Stockholm Convention listings for PFOS, PFOA, and PFHxS add a global phase-out backbone that influences AFFF transitions and manufacturing, again without turning the TWI into a water MCL. When comparing regions, compare water-to-water, food-to-food, and product-rule-to-product-rule.
How should readers use the TWI without misusing it?
First, treat 4.4 ng/kg/week as evidence that European risk assessors consider low oral doses toxicologically meaningful—especially for immune endpoints—rather than as a DIY blood target. Second, if your practical problem is a contaminated well or utility, act on water testing and certified treatment using local rules and EPA Method 533/537.1-style panels; do not wait for a perfect TWI spreadsheet. Third, if your diet includes self-caught fish from industrial watersheds, look for state or national consumption advisories that already integrate PFAS monitoring.
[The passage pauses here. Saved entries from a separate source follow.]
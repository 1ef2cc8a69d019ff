//! Configuration types for the chat application.
//!
//! This module provides CLI argument parsing via `arrrg` and configuration
//! structures for controlling chat behavior.

use arrrg_derive::CommandLine;

/// Default model for chat sessions.
pub const DEFAULT_MODEL: &str = "deepseek-chat";

/// Command-line arguments for the deepchat tool.
#[derive(CommandLine, Debug, Default, PartialEq, Eq)]
pub struct ChatArgs {
    /// Model to use for chat.
    #[arrrg(optional, "Model to use (default: deepseek-chat)", "MODEL")]
    pub model: Option<String>,

    /// System prompt to set context for the conversation.
    #[arrrg(optional, "System prompt for the conversation", "PROMPT")]
    pub system: Option<String>,

    /// Maximum tokens per response.
    #[arrrg(optional, "Max tokens per response (default: model default)", "TOKENS")]
    pub max_tokens: Option<u32>,

    /// Base URL for the API.
    #[arrrg(optional, "Base URL for the API", "URL")]
    pub base_url: Option<String>,
}

/// Configuration for a chat session.
///
/// This struct holds the resolved configuration values after processing
/// command-line arguments with appropriate defaults.
#[derive(Debug, Clone)]
pub struct ChatConfig {
    /// The model to use for generating responses.
    pub model: String,

    /// Optional system prompt to set conversation context.
    pub system_prompt: Option<String>,

    /// Optional sampling temperature.
    pub temperature: Option<f32>,

    /// Optional cap on generated tokens per response.
    pub max_tokens: Option<u32>,
}

impl ChatConfig {
    /// Creates a new ChatConfig with default values.
    ///
    /// Defaults:
    /// - Model: deepseek-chat
    /// - No system prompt, temperature, or token cap
    pub fn new() -> Self {
        Self {
            model: DEFAULT_MODEL.to_string(),
            system_prompt: None,
            temperature: None,
            max_tokens: None,
        }
    }

    /// Sets the model to use.
    pub fn with_model(mut self, model: impl Into<String>) -> Self {
        self.model = model.into();
        self
    }

    /// Sets the system prompt.
    pub fn with_system_prompt(mut self, prompt: impl Into<String>) -> Self {
        self.system_prompt = Some(prompt.into());
        self
    }

    /// Sets the sampling temperature.
    pub fn with_temperature(mut self, temperature: Option<f32>) -> Self {
        self.temperature = temperature;
        self
    }

    /// Sets the maximum tokens per response.
    pub fn with_max_tokens(mut self, max_tokens: Option<u32>) -> Self {
        self.max_tokens = max_tokens;
        self
    }
}

impl Default for ChatConfig {
    fn default() -> Self {
        Self::new()
    }
}

impl From<ChatArgs> for ChatConfig {
    fn from(args: ChatArgs) -> Self {
        ChatConfig {
            model: args.model.unwrap_or_else(|| DEFAULT_MODEL.to_string()),
            system_prompt: args.system,
            temperature: None,
            max_tokens: args.max_tokens,
        }
    }
}

#[cfg(test)]
mod tests {
    use super::*;

    #[test]
    fn default_config() {
        let config = ChatConfig::new();
        assert_eq!(config.model, DEFAULT_MODEL);
        assert!(config.system_prompt.is_none());
        assert!(config.temperature.is_none());
        assert!(config.max_tokens.is_none());
    }

    #[test]
    fn config_from_args_defaults() {
        let args = ChatArgs::default();
        let config = ChatConfig::from(args);
        assert_eq!(config.model, DEFAULT_MODEL);
        assert!(config.max_tokens.is_none());
    }

    #[test]
    fn config_from_args_custom() {
        let args = ChatArgs {
            model: Some("deepseek-reasoner".to_string()),
            system: Some("You are helpful.".to_string()),
            max_tokens: Some(8192),
            base_url: None,
        };
        let config = ChatConfig::from(args);
        assert_eq!(config.model, "deepseek-reasoner");
        assert_eq!(config.system_prompt, Some("You are helpful.".to_string()));
        assert_eq!(config.max_tokens, Some(8192));
    }

    #[test]
    fn config_builder_pattern() {
        let config = ChatConfig::new()
            .with_model("deepseek-reasoner")
            .with_system_prompt("Test prompt")
            .with_temperature(Some(0.6))
            .with_max_tokens(Some(2048));
        assert_eq!(config.model, "deepseek-reasoner");
        assert_eq!(config.system_prompt, Some("Test prompt".to_string()));
        assert_eq!(config.temperature, Some(0.6));
        assert_eq!(config.max_tokens, Some(2048));
    }
}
Fourth, keep clinical care grounded. Associations with vaccine antibody titers do not mean you should skip immunizations; U.S. ATSDR language is clear on schedule stability. Lipid and thyroid management still follows ordinary guidelines if those labs are abnormal. Fifth, remember half-lives: even perfect dietary compliance going forward does not erase multi-year serum burdens overnight—source control still wins.
Finally, watch unit hygiene in any calculator app or influencer graphic. Demand body weight, liters, analyte list, and whether precursors are included. Precursor compounds can transform into terminal acids and are easy to omit from “four PFAS” sums that look complete on a label.
Bottom line: EFSA’s TWI is a precise food-risk instrument. EPA’s MCLs are precise water-compliance instruments. Both matter; neither is a synonym for the other. Quote 4.4 ng/kg bw/week with its four analytes and its immune-endpoint rationale—and keep ppt language in the water column where it belongs.
Measurement honesty remains non-negotiable across environmental-health topics: report the matrix (water, serum, air, dust), the unit (ppt, ng/mL, ng/kg bw/week), the method detection limit, and whether a number is a health advisory, an enforceable standard, or a single study point estimate. Mixing those layers is how accurate primary literature turns into misleading social posts. When in doubt, open the primary agency page and read the definition line before the headline number.
Household decisions should stay reversible and high-leverage: test before you spend, certify before you trust a filter claim, and prioritize pathways that dominate personal dose (often drinking water for PFAS, dampness for mold, heat-in-plastic for microplastics). Specialty products and extreme avoidance lists are optional after the dominant pathway is controlled—not instead of it.